Clad

Clad enables automatic differentiation (AD) for C++. It is based on LLVM compiler infrastructure and is a plugin for Clang compiler. Clad is based on source code transformation. Given C++ source code of a mathematical function, it can automatically generate C++ code for computing derivatives of the function. It supports both forward-mode and reverse-mode AD.

How to use Clad

Since Clad is a Clang plugin, it must be properly attached when Clang compiler is invoked. First, the plugin must be built to get libclad.so (or .dylib). To compile SourceFile.cpp with Clad enabled use:

clang -cc1 -x c++ -std=c++11 -load /full/path/to/lib/clad.so -plugin clad SourceFile.cpp

Clad provides five API functions:

clad::differentiate to use forward-mode AD
clad::gradient to use reverse-mode AD
clad::hessian to compute Hessian matrix using a combination of forward-mode and reverse-mode AD
clad::jacobian to compute Jacobian matrix using reverse-mode AD
clad::estimate-error to compute the floating-point error of the given program using reverse-mode AD.

API functions are used to label an existing function for differentiation.
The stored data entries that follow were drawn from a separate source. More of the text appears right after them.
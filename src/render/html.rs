use super::{REPORT_TITLE, ReportInput, note_parts, occurrence_excerpt, occurrence_label, sample};
use crate::{
    core::{Classification, Finding},
    utils::{Excerpt, escape_html},
};

const STYLE: &str = r#"
body { font-family: Helvetica, Arial, sans-serif; margin: 2.5em auto; max-width: 60em; color: #222; }
h1 { font-size: 1.8em; margin-bottom: 0.2em; }
h2 { font-size: 1.35em; border-bottom: 1px solid #999; padding-bottom: 0.2em; margin-top: 1.8em; }
h3 { font-size: 1.1em; margin-bottom: 0.3em; }
.meta, .description, .empty { color: #555; font-style: italic; }
table { border-collapse: collapse; margin: 0.8em 0; }
th, td { border: 1px solid #333; padding: 0.35em 0.8em; text-align: left; }
th { background: #555; color: #fff; }
table.summary td { background: #f5f5dc; }
td.count { text-align: right; }
ul.locations { list-style: none; padding-left: 1.2em; }
ul.locations li { margin: 0.25em 0; }
.loc { color: #1a4fa0; font-weight: bold; font-family: monospace; }
.kind { color: #777; }
.excerpt { font-family: monospace; background: #f4f4f4; padding: 0 0.3em; }
.excerpt mark { background: #ffe08a; color: inherit; }
code { background: #eef; padding: 0 0.3em; }
.finding { page-break-inside: avoid; margin-bottom: 1em; }
@page { size: A4; margin: 2cm; }
@media print {
  body { margin: 0; max-width: none; }
  section { page-break-before: always; }
  section:first-of-type { page-break-before: auto; }
}
"#;

pub(super) fn render(input: &ReportInput<'_>) -> String {
    let mut body = String::new();

    body.push_str(&format!(
        "<h1>{title}</h1>\n<p class=\"meta\">Generated on: {ts}</p>\n",
        title = REPORT_TITLE,
        ts = escape_html(&input.summary.generated_at),
    ));
    body.push_str(&render_summary(input));

    for (idx, classification) in Classification::all().into_iter().enumerate() {
        body.push_str(&render_classification(input, idx + 1, classification));
    }

    body.push_str(&render_unused(input));
    body.push_str(&render_notes(input));

    format!(
        "<!DOCTYPE html>\n<html lang=\"en\">\n<head>\n<meta charset=\"utf-8\">\n<title>{title}</title>\n<style>{style}</style>\n</head>\n<body>\n{body}</body>\n</html>\n",
        title = REPORT_TITLE,
        style = STYLE,
        body = body,
    )
}

fn render_summary(input: &ReportInput<'_>) -> String {
    let mut rows = String::new();
    for (label, count) in input.summary_rows() {
        rows.push_str(&format!(
            "<tr><td>{label}</td><td class=\"count\">{count}</td></tr>\n"
        ));
    }
    format!(
        "<h2>Summary</h2>\n<p>Entry file <code>{entry}</code>, informal threshold {threshold}.</p>\n<table class=\"summary\">\n<tr><th>Category</th><th>Count</th></tr>\n{rows}</table>\n",
        entry = escape_html(&input.summary.entry),
        threshold = input.summary.threshold,
        rows = rows,
    )
}

fn render_classification(
    input: &ReportInput<'_>,
    number: usize,
    classification: Classification,
) -> String {
    let findings: Vec<&Finding> = input.analysis.with_classification(classification).collect();

    let content = if findings.is_empty() {
        "<p class=\"empty\">None found.</p>\n".to_string()
    } else if classification == Classification::Consistent {
        render_consistent_table(&findings)
    } else {
        findings
            .iter()
            .map(|f| render_finding(f, input.max_locations))
            .collect()
    };

    format!(
        "<section>\n<h2>{number}. {title}</h2>\n<p class=\"description\">{description}</p>\n{content}</section>\n",
        number = number,
        title = classification.title(),
        description = escape_html(classification.description()),
        content = content,
    )
}

fn render_finding(finding: &Finding, max_locations: usize) -> String {
    let mut out = String::from("<div class=\"finding\">\n");

    let heading = match &finding.long_form {
        Some(long) => format!("{} ({})", escape_html(&finding.acronym), escape_html(long)),
        None => escape_html(&finding.acronym),
    };
    out.push_str(&format!(
        "<h3>{heading}</h3>\n<p>{count} occurrence{s}</p>\n",
        heading = heading,
        count = finding.count(),
        s = if finding.count() == 1 { "" } else { "s" },
    ));

    if finding.classification == Classification::UndefinedInformal {
        if !finding.expansions.is_empty() {
            let expansions: Vec<String> = finding.expansions.iter().map(|e| escape_html(e)).collect();
            out.push_str(&format!(
                "<p>Informal expansions: {}</p>\n",
                expansions.join(", ")
            ));
        }
        out.push_str(&format!(
            "<p>Suggested definition: <code>{}</code></p>\n",
            escape_html(&finding.suggested_definition())
        ));
    }

    let (shown, more) = sample(finding, max_locations);
    out.push_str("<ul class=\"locations\">\n");
    for occurrence in shown {
        out.push_str(&format!(
            "<li><span class=\"loc\">{loc}</span> <span class=\"kind\">{kind}</span><br><span class=\"excerpt\">{excerpt}</span></li>\n",
            loc = escape_html(&occurrence.context.location.to_string()),
            kind = escape_html(&occurrence_label(occurrence)),
            excerpt = render_excerpt(&occurrence_excerpt(occurrence)),
        ));
    }
    if more > 0 {
        out.push_str(&format!("<li class=\"more\">and {more} more</li>\n"));
    }
    out.push_str("</ul>\n</div>\n");

    out
}

fn render_excerpt(excerpt: &Excerpt) -> String {
    if excerpt.hit.is_empty() {
        return escape_html(&excerpt.to_string());
    }
    format!(
        "{}<mark>{}</mark>{}",
        escape_html(&excerpt.before),
        escape_html(&excerpt.hit),
        escape_html(&excerpt.after)
    )
}

fn render_consistent_table(findings: &[&Finding]) -> String {
    let mut rows = String::new();
    for finding in findings {
        rows.push_str(&format!(
            "<tr><td>{acronym}</td><td>{long}</td><td class=\"count\">{count}</td></tr>\n",
            acronym = escape_html(&finding.acronym),
            long = escape_html(finding.long_form.as_deref().unwrap_or("")),
            count = finding.count(),
        ));
    }
    format!(
        "<table>\n<tr><th>Acronym</th><th>Long form</th><th>Occurrences</th></tr>\n{rows}</table>\n"
    )
}

fn render_unused(input: &ReportInput<'_>) -> String {
    let entries = &input.analysis.unused_entries;
    let content = if entries.is_empty() {
        "<p class=\"empty\">None found.</p>\n".to_string()
    } else {
        let items: String = entries
            .iter()
            .map(|entry| {
                format!(
                    "<li><b>{short}</b>{long} <span class=\"loc\">{loc}</span></li>\n",
                    short = escape_html(&entry.short),
                    long = entry
                        .long_form
                        .as_deref()
                        .map(|l| format!(" ({})", escape_html(l)))
                        .unwrap_or_default(),
                    loc = escape_html(&entry.defined_at.to_string()),
                )
            })
            .collect();
        format!("<ul>\n{items}</ul>\n")
    };
    format!("<section>\n<h2>Defined but never used</h2>\n{content}</section>\n")
}

fn render_notes(input: &ReportInput<'_>) -> String {
    let content = if input.notes.is_empty() {
        "<p class=\"empty\">No notes.</p>\n".to_string()
    } else {
        let items: String = input
            .notes
            .iter()
            .map(|issue| {
                let (location, message) = note_parts(issue);
                format!(
                    "<li><span class=\"kind\">[{rule}]</span> <span class=\"loc\">{loc}</span> {msg}</li>\n",
                    rule = issue.rule(),
                    loc = escape_html(&location),
                    msg = escape_html(&message),
                )
            })
            .collect();
        format!("<ul>\n{items}</ul>\n")
    };
    format!("<section>\n<h2>Notes</h2>\n{content}</section>\n")
}

#[cfg(test)]
mod tests {
    use crate::issues::{Issue, UnreachableFileIssue};
    use crate::render::html::*;
    use crate::render::tests::{sample_analysis, sample_input};

    #[test]
    fn test_html_sections_in_order() {
        let analysis = sample_analysis();
        let html = render(&sample_input(&analysis, Vec::new()));

        let positions: Vec<usize> = [
            "<h1>LaTeX Acronym Analysis Report</h1>",
            "Generated on: 2026-10-15 09:30:00",
            "<h2>Summary</h2>",
            "<h2>1. Not in glossary, used informally</h2>",
            "<h2>2. In glossary, but full form typed out</h2>",
            "<h2>3. Used consistently</h2>",
            "<h2>Defined but never used</h2>",
            "<h2>Notes</h2>",
        ]
        .iter()
        .map(|needle| html.find(needle).unwrap())
        .collect();

        let mut sorted = positions.clone();
        sorted.sort();
        assert_eq!(positions, sorted);
    }

    #[test]
    fn test_html_undefined_informal_details() {
        let analysis = sample_analysis();
        let html = render(&sample_input(&analysis, Vec::new()));

        assert!(html.contains("<h3>CPU</h3>\n<p>7 occurrences</p>"));
        assert!(html.contains("Informal expansions: Central Processing Unit"));
        assert!(html.contains("<code>\\newacronym{cpu}{CPU}{Central Processing Unit}</code>"));
        assert_eq!(html.matches("<span class=\"loc\">chapters/intro.tex:").count(), 5);
        assert!(html.contains("<li class=\"more\">and 2 more</li>"));
    }

    #[test]
    fn test_html_escapes_source_text() {
        let analysis = sample_analysis();
        let html = render(&sample_input(&analysis, Vec::new()));

        assert!(html.contains("A <mark>Central Processing Unit (CPU)</mark> &lt;fast&gt; &amp; cheap."));
        assert!(!html.contains("<fast>"));
    }

    #[test]
    fn test_html_excerpt_marks_offending_text() {
        let analysis = sample_analysis();
        let html = render(&sample_input(&analysis, Vec::new()));

        assert!(html.contains(
            "<span class=\"excerpt\">Modern <mark>machine learning</mark> | rocks</span>"
        ));
    }

    #[test]
    fn test_html_excerpt_without_hit_has_no_mark() {
        let excerpt = Excerpt {
            before: "a < b".to_string(),
            hit: String::new(),
            after: String::new(),
        };
        assert_eq!(render_excerpt(&excerpt), "a &lt; b");
    }

    #[test]
    fn test_html_typed_and_unused() {
        let analysis = sample_analysis();
        let html = render(&sample_input(&analysis, Vec::new()));

        assert!(html.contains("<h3>ML (Machine Learning)</h3>\n<p>1 occurrence</p>"));
        assert!(html.contains("typed &quot;machine learning&quot;"));
        assert!(html.contains("<li><b>AI</b> (Artificial Intelligence) <span class=\"loc\">main.tex:2:1</span></li>"));
    }

    #[test]
    fn test_html_notes() {
        let analysis = sample_analysis();
        let note = Issue::UnreachableFile(UnreachableFileIssue {
            file_path: "drafts/old.tex".to_string(),
        });
        let html = render(&sample_input(&analysis, vec![&note]));

        assert!(html.contains(
            "[unreachable-file]</span> <span class=\"loc\">drafts/old.tex</span> not included from the entry file"
        ));
    }

    #[test]
    fn test_html_empty_sections() {
        let analysis = crate::core::Analysis::default();
        let html = render(&sample_input(&analysis, Vec::new()));
        assert_eq!(html.matches("None found.").count(), 4);
        assert!(html.contains("No notes."));
    }
}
Both functions return a functor object containing the generated derivative which can be called via .execute method, which forwards provided arguments to the generated derivative function. Example:

#include "clad/Differentiator/Differentiator.h"
#include <iostream>

double f(double x, double y) { return x * y; }

int main() {
  auto f_dx = clad::differentiate(f, "x");
  std::cout << f_dx.execute(3, 4) << std::endl; // prints: 4
  f_dx.dump(); // prints:
  /* double f_darg0(double x, double y) {
       double _d_x = 1; double _d_y = 0;
       return _d_x * y + x * _d_y;
     } */ 
}

Forward mode

For a function f of several inputs and single (scalar) output, forward mode AD can be used to compute (or, in case of Clad, create a function) computing a directional derivative of f with respect to a single specified input variable. Derivative function created by the forward-mode AD is guaranteed to have at most a constant factor (around 2-3) more arithmetical operations compared to the original function.

clad::differentiate(f, ARGS) takes 2 arguments:

f is a pointer to a function or a method to be differentiated
ARGS is either:
- a single numerical literal indicating an index of independent variable (e.g. 0 for x, 1 for y)
- a string literal with the name of independent variable (as stated in the definition of f, e.g. "x" or "y")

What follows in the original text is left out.